• **EXERCISE DATA**:
= = = = = = =
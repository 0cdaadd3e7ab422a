use std::cmp::Ordering;

use regex::{Regex, RegexBuilder};

use crate::document::Document;
use crate::error::{Error, Result};
use crate::value::Value;

// ---------------------------------------------------------------------------
// Find options: sort / skip / limit
// ---------------------------------------------------------------------------

#[derive(Debug, Clone, Copy, PartialEq, Eq)]
pub enum SortOrder {
    Asc,
    Desc,
}

impl SortOrder {
    pub fn apply(self, ordering: Ordering) -> Ordering {
        match self {
            SortOrder::Asc => ordering,
            SortOrder::Desc => ordering.reverse(),
        }
    }
}

/// Compare two documents by a list of sort keys. Missing fields sort as null.
pub fn compare_documents(a: &Document, b: &Document, keys: &[(String, SortOrder)]) -> Ordering {
    for (field, order) in keys {
        let av = a.get_path(field).unwrap_or(&Value::Null);
        let bv = b.get_path(field).unwrap_or(&Value::Null);
        let ordering = order.apply(av.cmp(bv));
        if ordering != Ordering::Equal {
            return ordering;
        }
    }
    Ordering::Equal
}

#[derive(Debug, Clone, Default)]
pub struct FindOptions {
    pub projection: Option<Document>,
    pub sort: Option<Vec<(String, SortOrder)>>,
    pub skip: Option<u64>,
    pub limit: Option<u64>,
}

/// Parse a sort specification: an object of field → 1 / -1.
pub fn parse_sort(spec: &Document) -> Result<Vec<(String, SortOrder)>> {
    let mut fields = Vec::with_capacity(spec.len());
    for (field, dir) in spec {
        let order = match dir.as_i64() {
            Some(1) => SortOrder::Asc,
            Some(-1) => SortOrder::Desc,
            _ => {
                return Err(Error::InvalidFilter(format!(
                    "sort direction for '{field}' must be 1 (asc) or -1 (desc)"
                )));
            }
        };
        fields.push((field.clone(), order));
    }
    Ok(fields)
}

/// Parse find options from a request object with optional `projection`,
/// `sort`, `skip` and `limit` fields.
pub fn parse_find_options(request: &Document) -> Result<FindOptions> {
    let mut opts = FindOptions::default();

    if let Some(projection) = request.get("projection") {
        let spec = projection
            .as_document()
            .ok_or_else(|| Error::InvalidProjection("projection must be an object".into()))?;
        opts.projection = Some(spec.clone());
    }

    if let Some(sort_val) = request.get("sort") {
        let spec = sort_val
            .as_document()
            .ok_or_else(|| Error::InvalidFilter("sort must be an object".into()))?;
        let fields = parse_sort(spec)?;
        if !fields.is_empty() {
            opts.sort = Some(fields);
        }
    }

    if let Some(skip_val) = request.get("skip") {
        opts.skip = Some(non_negative(skip_val, "skip")?);
    }

    if let Some(limit_val) = request.get("limit") {
        opts.limit = Some(non_negative(limit_val, "limit")?);
    }

    Ok(opts)
}

fn non_negative(value: &Value, name: &str) -> Result<u64> {
    value
        .as_i64()
        .and_then(|n| u64::try_from(n).ok())
        .ok_or_else(|| Error::InvalidFilter(format!("{name} must be a non-negative integer")))
}

// ---------------------------------------------------------------------------
// Filter AST
// ---------------------------------------------------------------------------

#[derive(Debug, Clone)]
pub enum QueryOp {
    Eq(Value),
    Ne(Value),
    Gt(Value),
    Gte(Value),
    Lt(Value),
    Lte(Value),
    In(Vec<Value>),
    Nin(Vec<Value>),
    All(Vec<Value>),
    Exists(bool),
    Size(usize),
    Regex(Regex),
    ElemMatch(ElemMatch),
}

#[derive(Debug, Clone)]
pub enum ElemMatch {
    /// `{$elemMatch: {qty: {$gt: 1}}}`: elements are documents matched by a filter.
    Document(Box<Filter>),
    /// `{$elemMatch: {$gte: 80, $lt: 85}}`: operators applied to each element.
    Operators(Vec<QueryOp>),
}

#[derive(Debug, Clone)]
pub enum Filter {
    Field { field: String, op: QueryOp },
    And(Vec<Filter>),
    Or(Vec<Filter>),
    Nor(Vec<Filter>),
    All, // match everything
}

// ---------------------------------------------------------------------------
// Parsing: Document → Filter AST
// ---------------------------------------------------------------------------

impl Filter {
    pub fn parse(query: &Document) -> Result<Filter> {
        if query.is_empty() {
            return Ok(Filter::All);
        }

        let mut conditions: Vec<Filter> = Vec::new();

        for (key, value) in query {
            match key.as_str() {
                "$and" => conditions.push(Filter::And(parse_clauses("$and", value)?)),
                "$or" => conditions.push(Filter::Or(parse_clauses("$or", value)?)),
                "$nor" => conditions.push(Filter::Nor(parse_clauses("$nor", value)?)),
                op if op.starts_with('$') => {
                    return Err(Error::InvalidFilter(format!(
                        "unknown top-level operator: {op}"
                    )));
                }
                field => match value {
                    Value::Document(ops) if is_operator_document(ops) => {
                        for op in parse_ops(ops)? {
                            conditions.push(Filter::Field {
                                field: field.to_string(),
                                op,
                            });
                        }
                    }
                    // Shorthand for $eq, including plain embedded documents
                    _ => conditions.push(Filter::Field {
                        field: field.to_string(),
                        op: QueryOp::Eq(value.clone()),
                    }),
                },
            }
        }

        Ok(match conditions.len() {
            0 => Filter::All,
            1 => conditions.remove(0),
            _ => Filter::And(conditions),
        })
    }

    /// Filter matching a single `_id` value.
    pub fn by_id(id: Value) -> Filter {
        Filter::Field {
            field: crate::document::ID_FIELD.to_string(),
            op: QueryOp::Eq(id),
        }
    }

    pub fn matches(&self, doc: &Document) -> bool {
        match self {
            Filter::All => true,
            Filter::Field { field, op } => {
                let candidates = lookup_path(doc, field);
                op.matches_candidates(&candidates)
            }
            Filter::And(subs) => subs.iter().all(|s| s.matches(doc)),
            Filter::Or(subs) => subs.iter().any(|s| s.matches(doc)),
            Filter::Nor(subs) => !subs.iter().any(|s| s.matches(doc)),
        }
    }
}

fn parse_clauses(name: &str, value: &Value) -> Result<Vec<Filter>> {
    let arr = value
        .as_array()
        .ok_or_else(|| Error::InvalidFilter(format!("{name} must be an array")))?;
    if arr.is_empty() {
        return Err(Error::InvalidFilter(format!("{name} must be a non-empty array")));
    }
    arr.iter()
        .map(|clause| match clause {
            Value::Document(doc) => Filter::parse(doc),
            _ => Err(Error::InvalidFilter(format!(
                "each {name} clause must be an object"
            ))),
        })
        .collect()
}

/// An operator document has `$`-prefixed keys only. Mixing operators with
/// plain fields is rejected by [`parse_ops`].
pub(crate) fn is_operator_document(doc: &Document) -> bool {
    doc.keys().next().is_some_and(|k| k.starts_with('$'))
}

pub(crate) fn parse_ops(ops: &Document) -> Result<Vec<QueryOp>> {
    let mut parsed = Vec::with_capacity(ops.len());
    let options = match ops.get("$options") {
        Some(Value::String(flags)) => Some(flags.as_str()),
        Some(_) => return Err(Error::InvalidFilter("$options must be a string".into())),
        None => None,
    };
    for (op_key, op_val) in ops {
        if op_key == "$options" {
            if !ops.contains_key("$regex") {
                return Err(Error::InvalidFilter("$options requires $regex".into()));
            }
            continue;
        }
        parsed.push(parse_op(op_key, op_val, options)?);
    }
    Ok(parsed)
}

fn parse_op(op_key: &str, op_val: &Value, options: Option<&str>) -> Result<QueryOp> {
    match op_key {
        "$eq" => Ok(QueryOp::Eq(op_val.clone())),
        "$ne" => Ok(QueryOp::Ne(op_val.clone())),
        "$gt" => Ok(QueryOp::Gt(op_val.clone())),
        "$gte" => Ok(QueryOp::Gte(op_val.clone())),
        "$lt" => Ok(QueryOp::Lt(op_val.clone())),
        "$lte" => Ok(QueryOp::Lte(op_val.clone())),
        "$in" => Ok(QueryOp::In(operand_list(op_key, op_val)?)),
        "$nin" => Ok(QueryOp::Nin(operand_list(op_key, op_val)?)),
        "$all" => {
            let mut values = operand_list(op_key, op_val)?;
            values.sort();
            values.dedup();
            Ok(QueryOp::All(values))
        }
        "$exists" => {
            let b = op_val
                .as_bool()
                .or_else(|| op_val.as_f64().map(|n| n != 0.0))
                .ok_or_else(|| Error::InvalidFilter("$exists must be a boolean".into()))?;
            Ok(QueryOp::Exists(b))
        }
        "$size" => {
            let n = op_val
                .as_i64()
                .and_then(|n| usize::try_from(n).ok())
                .ok_or_else(|| {
                    Error::InvalidFilter("$size must be a non-negative integer".into())
                })?;
            Ok(QueryOp::Size(n))
        }
        "$regex" => {
            let pattern = op_val
                .as_str()
                .ok_or_else(|| Error::InvalidFilter("$regex must be a string".into()))?;
            Ok(QueryOp::Regex(build_regex(pattern, options.unwrap_or(""))?))
        }
        "$elemMatch" => {
            let body = op_val
                .as_document()
                .ok_or_else(|| Error::InvalidFilter("$elemMatch must be an object".into()))?;
            if is_operator_document(body) {
                Ok(QueryOp::ElemMatch(ElemMatch::Operators(parse_ops(body)?)))
            } else {
                Ok(QueryOp::ElemMatch(ElemMatch::Document(Box::new(
                    Filter::parse(body)?,
                ))))
            }
        }
        other if other.starts_with('$') => {
            Err(Error::InvalidFilter(format!("unknown operator: {other}")))
        }
        other => Err(Error::InvalidFilter(format!(
            "cannot mix operators and field '{other}' in one condition"
        ))),
    }
}

fn operand_list(op_key: &str, op_val: &Value) -> Result<Vec<Value>> {
    op_val
        .as_array()
        .cloned()
        .ok_or_else(|| Error::InvalidFilter(format!("{op_key} must be an array")))
}

fn build_regex(pattern: &str, flags: &str) -> Result<Regex> {
    let mut builder = RegexBuilder::new(pattern);
    for flag in flags.chars() {
        match flag {
            'i' => builder.case_insensitive(true),
            'm' => builder.multi_line(true),
            's' => builder.dot_matches_new_line(true),
            'x' => builder.ignore_whitespace(true),
            other => {
                return Err(Error::InvalidFilter(format!("unsupported regex option '{other}'")));
            }
        };
    }
    builder
        .build()
        .map_err(|e| Error::InvalidFilter(format!("invalid regex: {e}")))
}

// ---------------------------------------------------------------------------
// Evaluation
// ---------------------------------------------------------------------------

/// Resolve a dotted path to every value it reaches. Arrays of documents
/// are traversed element-wise, so "orders.qty" yields the qty of each order.
fn lookup_path<'a>(doc: &'a Document, path: &str) -> Vec<&'a Value> {
    let parts: Vec<&str> = path.split('.').collect();
    let mut out = Vec::new();
    if let Some((head, rest)) = parts.split_first() {
        if let Some(value) = doc.get(head) {
            collect_path(value, rest, &mut out);
        }
    }
    out
}

fn collect_path<'a>(value: &'a Value, parts: &[&str], out: &mut Vec<&'a Value>) {
    let Some((head, rest)) = parts.split_first() else {
        out.push(value);
        return;
    };
    match value {
        Value::Document(doc) => {
            if let Some(next) = doc.get(head) {
                collect_path(next, rest, out);
            }
        }
        Value::Array(items) => {
            if let Ok(idx) = head.parse::<usize>() {
                if let Some(next) = items.get(idx) {
                    collect_path(next, rest, out);
                }
            }
            for item in items {
                if matches!(item, Value::Document(_)) {
                    collect_path(item, parts, out);
                }
            }
        }
        _ => {}
    }
}

/// True when `candidate` equals `target`, or is an array with an element
/// equal to `target`.
fn equals_or_contains(candidate: &Value, target: &Value) -> bool {
    candidate == target
        || candidate
            .as_array()
            .is_some_and(|items| items.iter().any(|item| item == target))
}

fn compare_matches(candidate: &Value, target: &Value, accept: fn(Ordering) -> bool) -> bool {
    let direct = |v: &Value| v.is_comparable_with(target) && accept(v.cmp(target));
    direct(candidate)
        || candidate
            .as_array()
            .is_some_and(|items| items.iter().any(direct))
}

impl QueryOp {
    /// Evaluate against every value the field path resolved to. An empty
    /// slice means the field is missing.
    fn matches_candidates(&self, candidates: &[&Value]) -> bool {
        match self {
            QueryOp::Ne(v) => !candidates.iter().any(|c| equals_or_contains(c, v)),
            QueryOp::Nin(vals) => !candidates
                .iter()
                .any(|c| vals.iter().any(|v| equals_or_contains(c, v))),
            QueryOp::Exists(expected) => !candidates.is_empty() == *expected,
            _ => candidates.iter().any(|c| self.matches_value(c)),
        }
    }

    /// Evaluate against one present value, with implicit array-element matching.
    pub(crate) fn matches_value(&self, value: &Value) -> bool {
        match self {
            QueryOp::Eq(v) => equals_or_contains(value, v),
            QueryOp::Ne(v) => !equals_or_contains(value, v),
            QueryOp::Gt(v) => compare_matches(value, v, Ordering::is_gt),
            QueryOp::Gte(v) => compare_matches(value, v, Ordering::is_ge),
            QueryOp::Lt(v) => compare_matches(value, v, Ordering::is_lt),
            QueryOp::Lte(v) => compare_matches(value, v, Ordering::is_le),
            QueryOp::In(vals) => vals.iter().any(|v| equals_or_contains(value, v)),
            QueryOp::Nin(vals) => !vals.iter().any(|v| equals_or_contains(value, v)),
            QueryOp::All(vals) => match value {
                Value::Array(items) => {
                    !vals.is_empty() && vals.iter().all(|v| items.contains(v))
                }
                _ => false,
            },
            QueryOp::Exists(expected) => *expected,
            QueryOp::Size(n) => value.as_array().is_some_and(|items| items.len() == *n),
            QueryOp::Regex(re) => match value {
                Value::String(s) => re.is_match(s),
                Value::Array(items) => items
                    .iter()
                    .any(|item| item.as_str().is_some_and(|s| re.is_match(s))),
                _ => false,
            },
            QueryOp::ElemMatch(elem) => value.as_array().is_some_and(|items| {
                items.iter().any(|item| match elem {
                    ElemMatch::Document(filter) => {
                        item.as_document().is_some_and(|d| filter.matches(d))
                    }
                    ElemMatch::Operators(ops) => ops.iter().all(|op| op.matches_value(item)),
                })
            }),
        }
    }
}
= = = = = = =
• **GOAL OF THE EXERCISE**:
Every line above with the word "rest" belongs in the answer, copied as written.

• **SOLUTION BELOW**:
    if let Some((head, rest)) = parts.split_first() {
            collect_path(value, rest, &mut out);
    let Some((head, rest)) = parts.split_first() else {
                collect_path(next, rest, out);
                    collect_path(next, rest, out);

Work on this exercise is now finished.